Zwei Tage später traf sich die ganze Familie in einem Café. Man hatte Vera gebeten, „sachlich und ruhig“ zu kommen. Am Tisch saßen bereits Larissa, die scharfsinnige Tante Zoya und Igor, der den Blick auf die Speisekarte gerichtet hielt.

„Da ist ja unsere Heldin“, sagte Larissa süßlich. „Man hat uns erzählt, du seist zu Mama unhöflich gewesen.“

„Hallo, Larissa“, erwiderte Vera. „Bei euch verbreiten sich Neuigkeiten offenbar schneller als Rechnungen.“

Tante Zoya mischte sich sofort ein. „Wir sind hier, um den Schuldenpunkt familienintern zu lösen.“

„Sehr gut“, sagte Vera. „Dann tragen wir ihn auch gemeinsam. Ich bin bereit, meinen Anteil zu übernehmen.“

Stille.

  • Larissa schwieg und betrachtete die Serviette.
  • Tante Zoya sah aus dem Fenster.
  • Igor versteckte die Hände unter dem Tisch.
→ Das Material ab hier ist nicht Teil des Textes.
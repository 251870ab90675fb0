use fundcheck_core::{
    format_filing_date, normalize_cnpj, DerivedFields, EnrichedRecord, EnrichedTable, FundTable,
};
use fundcheck_lookup::{FundRegistry, IdentityDirectory};
use tracing::{debug, info, warn};

use crate::evidence::compute_summary;
use crate::model::{ReconMeta, ReconOptions, ReconResult, RowStatus};

/// Reconcile every record, in order. Returns one enriched row per input row.
///
/// Lookup failures never abort the run: they are logged and the row keeps
/// default derived values.
pub fn run<R, I>(table: FundTable, options: &ReconOptions, registry: &R, identity: &I) -> ReconResult
where
    R: FundRegistry + ?Sized,
    I: IdentityDirectory + ?Sized,
{
    let FundTable { headers, records } = table;
    let cnpj_idx = headers.iter().position(|h| *h == options.cnpj_column);
    if cnpj_idx.is_none() {
        warn!(
            "column '{}' not found in input; every row keeps default values",
            options.cnpj_column
        );
    }

    let total = records.len();
    let (rows, statuses): (Vec<EnrichedRecord>, Vec<RowStatus>) = records
        .into_iter()
        .enumerate()
        .map(|(idx, record)| {
            let cnpj = cnpj_idx.and_then(|i| record.get(i).as_text());
            info!(
                "processing row {}/{}: CNPJ={}",
                idx + 1,
                total,
                cnpj.as_deref().unwrap_or("")
            );

            let (derived, status) = reconcile_row(cnpj.as_deref(), registry, identity);
            if status == RowStatus::RegistryError {
                warn!("row {} kept default values after a registry failure", idx + 1);
            }
            (EnrichedRecord { record, derived }, status)
        })
        .unzip();

    let summary = compute_summary(&statuses);

    ReconResult {
        meta: ReconMeta {
            engine_version: env!("CARGO_PKG_VERSION").to_string(),
            run_at: chrono::Utc::now().to_rfc3339(),
            cnpj_column: options.cnpj_column.clone(),
            cnpj_column_found: cnpj_idx.is_some(),
        },
        summary,
        statuses,
        table: EnrichedTable { headers, rows },
    }
}

/// Reconcile a single CNPJ.
///
/// The registry receives the CNPJ exactly as written; only the final
/// comparison uses the normalized form.
pub fn reconcile_row<R, I>(cnpj: Option<&str>, registry: &R, identity: &I) -> (DerivedFields, RowStatus)
where
    R: FundRegistry + ?Sized,
    I: IdentityDirectory + ?Sized,
{
    let raw = match cnpj {
        Some(c) if !c.trim().is_empty() => c,
        _ => return (DerivedFields::default(), RowStatus::NoCnpj),
    };

    let filing = match registry.lookup_by_tax_id(raw) {
        Ok(Some(filing)) => filing,
        Ok(None) => return (DerivedFields::default(), RowStatus::RegistryMiss),
        Err(e) => {
            warn!("registry lookup failed for CNPJ {}: {}", raw, e);
            return (DerivedFields::default(), RowStatus::RegistryError);
        }
    };

    let (fund_id, identity_failed) = match identity.lookup_by_name(&filing.fund_name) {
        Ok(id) => (id.filter(|s| !s.is_empty()), false),
        Err(e) => {
            warn!("identity lookup failed for fund '{}': {}", filing.fund_name, e);
            (None, true)
        }
    };
    debug!("identity id for '{}': {:?}", filing.fund_name, fund_id);

    let normalized = normalize_cnpj(Some(raw));
    debug!("normalized CNPJ: {}", normalized);

    let validated = fund_id.as_deref() == Some(normalized.as_str());
    let status = match (&fund_id, validated, identity_failed) {
        (_, true, _) => RowStatus::Validated,
        (_, _, true) => RowStatus::IdentityError,
        (None, _, _) => RowStatus::IdentityMissing,
        (Some(_), _, _) => RowStatus::Mismatch,
    };

    let derived = DerivedFields {
        validated,
        last_filing_date: format_filing_date(filing.delivery_date.as_deref()),
        external_id: filing.document_id.unwrap_or_default(),
        secondary_id: fund_id.unwrap_or_default(),
    };

    (derived, status)
}

#[cfg(test)]
mod tests {
    use super::*;
    use fundcheck_lookup::{FilingInfo, LookupError};

    struct FixedRegistry(Result<Option<FilingInfo>, LookupError>);

    impl FundRegistry for FixedRegistry {
        fn lookup_by_tax_id(&self, _cnpj: &str) -> Result<Option<FilingInfo>, LookupError> {
            self.0.clone()
        }
    }

    struct FixedIdentity(Result<Option<String>, LookupError>);

    impl IdentityDirectory for FixedIdentity {
        fn lookup_by_name(&self, _fund_name: &str) -> Result<Option<String>, LookupError> {
            self.0.clone()
        }
    }

    fn filing() -> Result<Option<FilingInfo>, LookupError> {
        Ok(Some(FilingInfo {
            fund_name: "Fund X".into(),
            delivery_date: Some("2024-01-15T00:00:00".into()),
            document_id: Some("D1".into()),
        }))
    }

    #[test]
    fn validated_when_identity_echoes_normalized_cnpj() {
        let (derived, status) = reconcile_row(
            Some("12.345.678/0001-99"),
            &FixedRegistry(filing()),
            &FixedIdentity(Ok(Some("12345678000199".into()))),
        );
        assert_eq!(status, RowStatus::Validated);
        assert!(derived.validated);
        assert_eq!(derived.last_filing_date, "2024-01-15");
        assert_eq!(derived.external_id, "D1");
        assert_eq!(derived.secondary_id, "12345678000199");
    }

    #[test]
    fn mismatch_keeps_identity_id() {
        let (derived, status) = reconcile_row(
            Some("12.345.678/0001-99"),
            &FixedRegistry(filing()),
            &FixedIdentity(Ok(Some("99999999000100".into()))),
        );
        assert_eq!(status, RowStatus::Mismatch);
        assert!(!derived.validated);
        assert_eq!(derived.secondary_id, "99999999000100");
        assert_eq!(derived.external_id, "D1");
    }

    #[test]
    fn formatted_identity_id_does_not_validate() {
        // Comparison is against the normalized CNPJ only
        let (derived, _) = reconcile_row(
            Some("12.345.678/0001-99"),
            &FixedRegistry(filing()),
            &FixedIdentity(Ok(Some("12.345.678/0001-99".into()))),
        );
        assert!(!derived.validated);
    }

    #[test]
    fn identity_failure_still_records_filing() {
        let (derived, status) = reconcile_row(
            Some("12.345.678/0001-99"),
            &FixedRegistry(filing()),
            &FixedIdentity(Err(LookupError::Timeout("10s".into()))),
        );
        assert_eq!(status, RowStatus::IdentityError);
        assert!(!derived.validated);
        assert_eq!(derived.last_filing_date, "2024-01-15");
        assert_eq!(derived.external_id, "D1");
        assert_eq!(derived.secondary_id, "");
    }

    #[test]
    fn empty_identity_id_is_missing() {
        let (derived, status) = reconcile_row(
            Some("12.345.678/0001-99"),
            &FixedRegistry(filing()),
            &FixedIdentity(Ok(Some(String::new()))),
        );
        assert_eq!(status, RowStatus::IdentityMissing);
        assert!(!derived.validated);
    }

    #[test]
    fn registry_miss_and_error_keep_defaults() {
        let identity = FixedIdentity(Ok(Some("12345678000199".into())));

        let (derived, status) = reconcile_row(Some("12.345.678/0001-99"), &FixedRegistry(Ok(None)), &identity);
        assert_eq!(status, RowStatus::RegistryMiss);
        assert_eq!(derived, DerivedFields::default());

        let (derived, status) = reconcile_row(
            Some("12.345.678/0001-99"),
            &FixedRegistry(Err(LookupError::Http(500, "boom".into()))),
            &identity,
        );
        assert_eq!(status, RowStatus::RegistryError);
        assert_eq!(derived, DerivedFields::default());
    }

    #[test]
    fn blank_cnpj() {
        let (derived, status) = reconcile_row(None, &FixedRegistry(filing()), &FixedIdentity(Ok(None)));
        assert_eq!(status, RowStatus::NoCnpj);
        assert_eq!(derived, DerivedFields::default());

        let (_, status) = reconcile_row(Some("  "), &FixedRegistry(filing()), &FixedIdentity(Ok(None)));
        assert_eq!(status, RowStatus::NoCnpj);
    }
}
Vera lächelte knapp. „Niemand? Interessant. Also soll ich allein zahlen, während alle anderen moralische Unterstützung leisten.“

Larissa wurde laut, Tante Zoya drohte mit Einsamkeit, und Igor sagte kaum ein Wort. Vera blieb gefasst. Schließlich fragte sie in die Runde: „Wer von euch legt auch nur einen einzigen Rubel dazu?“

Wieder hob niemand die Hand. Damit war alles gesagt.

Die eigentliche Wendung kam auf dem Landhaus, wo sich die Familie unter dem Vorwand eines Grillabends versammelt hatte. Tamara saß am Kopfende des Tisches, neben ihr Larissa, Tante Zoya und ein Bekannter namens Oleg, den man als „Familienfreund“ vorstellte.

Oleg erklärte mit ernster Stimme, in guten Familien trage die Ehefrau die Verantwortung für die Schulden des Mannes. Vera hörte aufmerksam zu, dann antwortete sie ruhig:

„Traditionen sind etwas Schönes. Aber Schulden entstehen nicht durch Tradition, sondern durch Entscheidungen. Und diese Entscheidung traf Igor.“

Sie sah in die Runde, dann zu ihrem Mann.

„Wenn ihr wirklich gemeinsam handeln wollt, dann beginnt mit Ehrlichkeit. Nicht mit Forderungen an die Frau, die mit der Sache nichts zu tun hatte.“

Am Ende blieb im Raum vor allem eines zurück: Schweigen. Vera hatte niemanden beschimpft, niemanden bloßgestellt, aber sie hatte klar gemacht, dass Verantwortung nicht weitergereicht werden kann wie ein ungewolltes Paket.

Kurz gesagt: Vera ließ sich nicht einschüchtern, stellte die richtigen Fragen und bestand auf Fairness statt Schuldzuweisungen. Manchmal ist ruhige Klarheit die stärkste Antwort.